Here, a bank that reported large profits in 2008, recorded a €15 billion loss just a year later. Company law is meant to ensure the audited accounts of a company give shareholders and the public a true and fair view of its financial state. Yet, while Anglo’s audit complied with accounting standards, they failed to reflect its quite unsustainable financial position.
In Anglo’s case, as with the other domestic banks, soaring loan losses were rapidly accumulating on their loan books. But as these bad loans were not recognised in the audited accounts of those banks, they were not revealed to shareholders. How can this happen?
In 2005 EU-listed companies were required to adopt new accounting rules – the International Financial Reporting Standards (IFRS). This involved a major change in the treatment of loan losses which are only recognised when incurred, or realised – when the borrower defaults and stops repayment. No provision is made in the accounts for expected loan losses.
These limited rules on disclosure have created huge and continuing uncertainty about the likely level of loans losses hidden in the balance sheet of banks. Under IFRS rules, bank audits are now seen as less reliable, and command less shareholder and public confidence. How unreliable is best illustrated by the domestic banks. When finance minister Brian Lenihan received a report on Irish bank losses – which greatly underestimated their size – this was based on IFRS figures. The new accountancy standard on how loan losses are treated is seen as less prudent than the one it replaced.

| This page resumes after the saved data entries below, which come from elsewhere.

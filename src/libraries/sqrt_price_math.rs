//! Token amounts between two sqrt prices and price movement for a given amount.
//!
//! Amounts are rounded in favor of the pool: what the pool receives is rounded
//! up, what it pays out is rounded down.

use super::{
    big_num::U256,
    full_math::{div_rounding_up, MulDiv},
};
use crate::{
    constants::{Q64, RESOLUTION},
    error::ClmmError,
};

/// Next sqrt price after adding or removing `amount` of token 0.
///
/// `L * sqrtP / (L +- amount * sqrtP)`, always rounded up so the price moves
/// less than the exact result when token 0 is added.
pub fn get_next_sqrt_price_from_amount_0_rounding_up(
    sqrt_price_x64: u128,
    liquidity: u128,
    amount: u64,
    add: bool,
) -> Result<u128, ClmmError> {
    if amount == 0 {
        return Ok(sqrt_price_x64);
    }
    let numerator_1 = U256::from(liquidity) << RESOLUTION;
    let product = U256::from(amount) * U256::from(sqrt_price_x64);

    let result = if add {
        let denominator = numerator_1 + product;
        numerator_1
            .mul_div_ceil(U256::from(sqrt_price_x64), denominator)
            .ok_or(ClmmError::MathOverflow)?
    } else {
        if numerator_1 <= product {
            return Err(ClmmError::SqrtPriceX64);
        }
        let denominator = numerator_1 - product;
        numerator_1
            .mul_div_ceil(U256::from(sqrt_price_x64), denominator)
            .ok_or(ClmmError::MathOverflow)?
    };
    result.to_u128().ok_or(ClmmError::SqrtPriceX64)
}

/// Next sqrt price after adding or removing `amount` of token 1.
///
/// `sqrtP +- amount / L`, always rounded down.
pub fn get_next_sqrt_price_from_amount_1_rounding_down(
    sqrt_price_x64: u128,
    liquidity: u128,
    amount: u64,
    add: bool,
) -> Result<u128, ClmmError> {
    let shifted_amount = U256::from(amount) << RESOLUTION;
    let liquidity = U256::from(liquidity);
    if add {
        let quotient = shifted_amount / liquidity;
        (U256::from(sqrt_price_x64) + quotient)
            .to_u128()
            .ok_or(ClmmError::SqrtPriceX64)
    } else {
        let quotient = div_rounding_up(shifted_amount, liquidity);
        let sqrt_price = U256::from(sqrt_price_x64);
        if sqrt_price <= quotient {
            return Err(ClmmError::SqrtPriceX64);
        }
        (sqrt_price - quotient)
            .to_u128()
            .ok_or(ClmmError::SqrtPriceX64)
    }
}

/// Next sqrt price given an input amount of token 0 (`zero_for_one`) or token 1.
pub fn get_next_sqrt_price_from_input(
    sqrt_price_x64: u128,
    liquidity: u128,
    amount_in: u64,
    zero_for_one: bool,
) -> Result<u128, ClmmError> {
    if sqrt_price_x64 == 0 {
        return Err(ClmmError::SqrtPriceX64);
    }
    if liquidity == 0 {
        return Err(ClmmError::LiquidityZero);
    }
    if zero_for_one {
        get_next_sqrt_price_from_amount_0_rounding_up(sqrt_price_x64, liquidity, amount_in, true)
    } else {
        get_next_sqrt_price_from_amount_1_rounding_down(sqrt_price_x64, liquidity, amount_in, true)
    }
}

/// Next sqrt price given an output amount of token 1 (`zero_for_one`) or token 0.
pub fn get_next_sqrt_price_from_output(
    sqrt_price_x64: u128,
    liquidity: u128,
    amount_out: u64,
    zero_for_one: bool,
) -> Result<u128, ClmmError> {
    if sqrt_price_x64 == 0 {
        return Err(ClmmError::SqrtPriceX64);
    }
    if liquidity == 0 {
        return Err(ClmmError::LiquidityZero);
    }
    if zero_for_one {
        get_next_sqrt_price_from_amount_1_rounding_down(sqrt_price_x64, liquidity, amount_out, false)
    } else {
        get_next_sqrt_price_from_amount_0_rounding_up(sqrt_price_x64, liquidity, amount_out, false)
    }
}

/// Amount of token 0 between two sqrt prices: `L * (sqrt_b - sqrt_a) / (sqrt_a * sqrt_b)`.
pub fn get_delta_amount_0_unsigned(
    mut sqrt_ratio_a_x64: u128,
    mut sqrt_ratio_b_x64: u128,
    liquidity: u128,
    round_up: bool,
) -> Result<u64, ClmmError> {
    if sqrt_ratio_a_x64 > sqrt_ratio_b_x64 {
        std::mem::swap(&mut sqrt_ratio_a_x64, &mut sqrt_ratio_b_x64);
    }
    if sqrt_ratio_a_x64 == 0 {
        return Err(ClmmError::SqrtPriceX64);
    }

    let numerator_1 = U256::from(liquidity) << RESOLUTION;
    let numerator_2 = U256::from(sqrt_ratio_b_x64 - sqrt_ratio_a_x64);

    let result = if round_up {
        div_rounding_up(
            numerator_1
                .mul_div_ceil(numerator_2, U256::from(sqrt_ratio_b_x64))
                .ok_or(ClmmError::MathOverflow)?,
            U256::from(sqrt_ratio_a_x64),
        )
    } else {
        numerator_1
            .mul_div_floor(numerator_2, U256::from(sqrt_ratio_b_x64))
            .ok_or(ClmmError::MathOverflow)?
            / U256::from(sqrt_ratio_a_x64)
    };
    result.to_u64().ok_or(ClmmError::MaxTokenOverflow)
}

/// Amount of token 1 between two sqrt prices: `L * (sqrt_b - sqrt_a)`.
pub fn get_delta_amount_1_unsigned(
    mut sqrt_ratio_a_x64: u128,
    mut sqrt_ratio_b_x64: u128,
    liquidity: u128,
    round_up: bool,
) -> Result<u64, ClmmError> {
    if sqrt_ratio_a_x64 > sqrt_ratio_b_x64 {
        std::mem::swap(&mut sqrt_ratio_a_x64, &mut sqrt_ratio_b_x64);
    }
    let diff = sqrt_ratio_b_x64 - sqrt_ratio_a_x64;

    let result = if round_up {
        liquidity.mul_div_ceil(diff, Q64)
    } else {
        liquidity.mul_div_floor(diff, Q64)
    }
    .ok_or(ClmmError::MaxTokenOverflow)?;
    u64::try_from(result).map_err(|_| ClmmError::MaxTokenOverflow)
}

/// Token 0 amount for a signed liquidity change. Added liquidity rounds up,
/// removed liquidity rounds down.
pub fn get_delta_amount_0_signed(
    sqrt_ratio_a_x64: u128,
    sqrt_ratio_b_x64: u128,
    liquidity: i128,
) -> Result<u64, ClmmError> {
    if liquidity < 0 {
        get_delta_amount_0_unsigned(
            sqrt_ratio_a_x64,
            sqrt_ratio_b_x64,
            liquidity.unsigned_abs(),
            false,
        )
    } else {
        get_delta_amount_0_unsigned(sqrt_ratio_a_x64, sqrt_ratio_b_x64, liquidity as u128, true)
    }
}

/// Token 1 amount for a signed liquidity change.
pub fn get_delta_amount_1_signed(
    sqrt_ratio_a_x64: u128,
    sqrt_ratio_b_x64: u128,
    liquidity: i128,
) -> Result<u64, ClmmError> {
    if liquidity < 0 {
        get_delta_amount_1_unsigned(
            sqrt_ratio_a_x64,
            sqrt_ratio_b_x64,
            liquidity.unsigned_abs(),
            false,
        )
    } else {
        get_delta_amount_1_unsigned(sqrt_ratio_a_x64, sqrt_ratio_b_x64, liquidity as u128, true)
    }
}

#[cfg(test)]
mod tests {
    use super::*;
    use crate::libraries::tick_math::get_sqrt_price_at_tick;

    #[test]
    fn test_amount_0_between_prices() {
        // L = 2^64 between sqrt prices 1 and 2 holds exactly L / 2 of token 0
        let one = Q64;
        let two = 2 * Q64;
        assert_eq!(get_delta_amount_0_unsigned(one, two, Q64, false).unwrap(), 1u64 << 63);
        assert_eq!(get_delta_amount_0_unsigned(two, one, Q64, true).unwrap(), 1u64 << 63);
    }

    #[test]
    fn test_amount_1_between_prices() {
        let one = Q64;
        let two = 2 * Q64;
        assert_eq!(get_delta_amount_1_unsigned(one, two, 1_000_000, false).unwrap(), 1_000_000);
        assert_eq!(get_delta_amount_1_unsigned(one, one + 1, 1_000_000, true).unwrap(), 1);
        assert_eq!(get_delta_amount_1_unsigned(one, one + 1, 1_000_000, false).unwrap(), 0);
    }

    #[test]
    fn test_rounding_direction() {
        let a = get_sqrt_price_at_tick(-60).unwrap();
        let b = get_sqrt_price_at_tick(60).unwrap();
        let up = get_delta_amount_0_unsigned(a, b, 1_000_000_007, true).unwrap();
        let down = get_delta_amount_0_unsigned(a, b, 1_000_000_007, false).unwrap();
        assert!(up == down || up == down + 1);

        assert_eq!(get_delta_amount_0_signed(a, b, 1_000_000_007).unwrap(), up);
        assert_eq!(get_delta_amount_0_signed(a, b, -1_000_000_007).unwrap(), down);
    }

    #[test]
    fn test_amount_overflow() {
        let low = get_sqrt_price_at_tick(-400_000).unwrap();
        let high = get_sqrt_price_at_tick(400_000).unwrap();
        assert_eq!(
            get_delta_amount_1_unsigned(low, high, u128::MAX / 2, true),
            Err(ClmmError::MaxTokenOverflow)
        );
        assert_eq!(
            get_delta_amount_0_unsigned(low, high, u64::MAX as u128, true),
            Err(ClmmError::MaxTokenOverflow)
        );
    }

    #[test]
    fn test_next_price_from_input() {
        let price = Q64;
        // adding token 1 raises the price by amount / L
        assert_eq!(
            get_next_sqrt_price_from_input(price, 1, 1, false).unwrap(),
            price + Q64
        );
        // adding token 0 lowers the price: L*P/(L + x*P) with L = x gives P/2
        assert_eq!(
            get_next_sqrt_price_from_input(price, 1_000, 1_000, true).unwrap(),
            price / 2
        );
        assert_eq!(get_next_sqrt_price_from_input(price, 1_000, 0, true).unwrap(), price);
        assert_eq!(
            get_next_sqrt_price_from_input(price, 0, 10, true),
            Err(ClmmError::LiquidityZero)
        );
    }

    #[test]
    fn test_next_price_from_output() {
        let price = Q64;
        assert_eq!(
            get_next_sqrt_price_from_output(price, 2, 1, true).unwrap(),
            price - Q64 / 2
        );
        // removing half of the token 0 reserve doubles the price
        assert_eq!(
            get_next_sqrt_price_from_output(price, 1_000, 500, false).unwrap(),
            price * 2
        );
        // the whole token 1 reserve can never be taken out
        assert_eq!(
            get_next_sqrt_price_from_output(price, 1_000, 1_000, true),
            Err(ClmmError::SqrtPriceX64)
        );
    }
}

In Britain, growing dissatisfaction with the role of accountancy firms in the financial crisis last year prompted a House of Lords committee to investigate auditing practices. The committee found the introduction of IFRS had lowered audit standards, encouraged auditors to adopt a box-ticking approach, and greatly reduced scope for prudent scepticism in reaching a true and fair view of a company’s financial position. Any change in accounting standards will require international negotiation. However, given Ireland’s costly banking experience, the Government has every reason to lobby for major reform in IFRS rules that so badly served shareholders and taxpayers.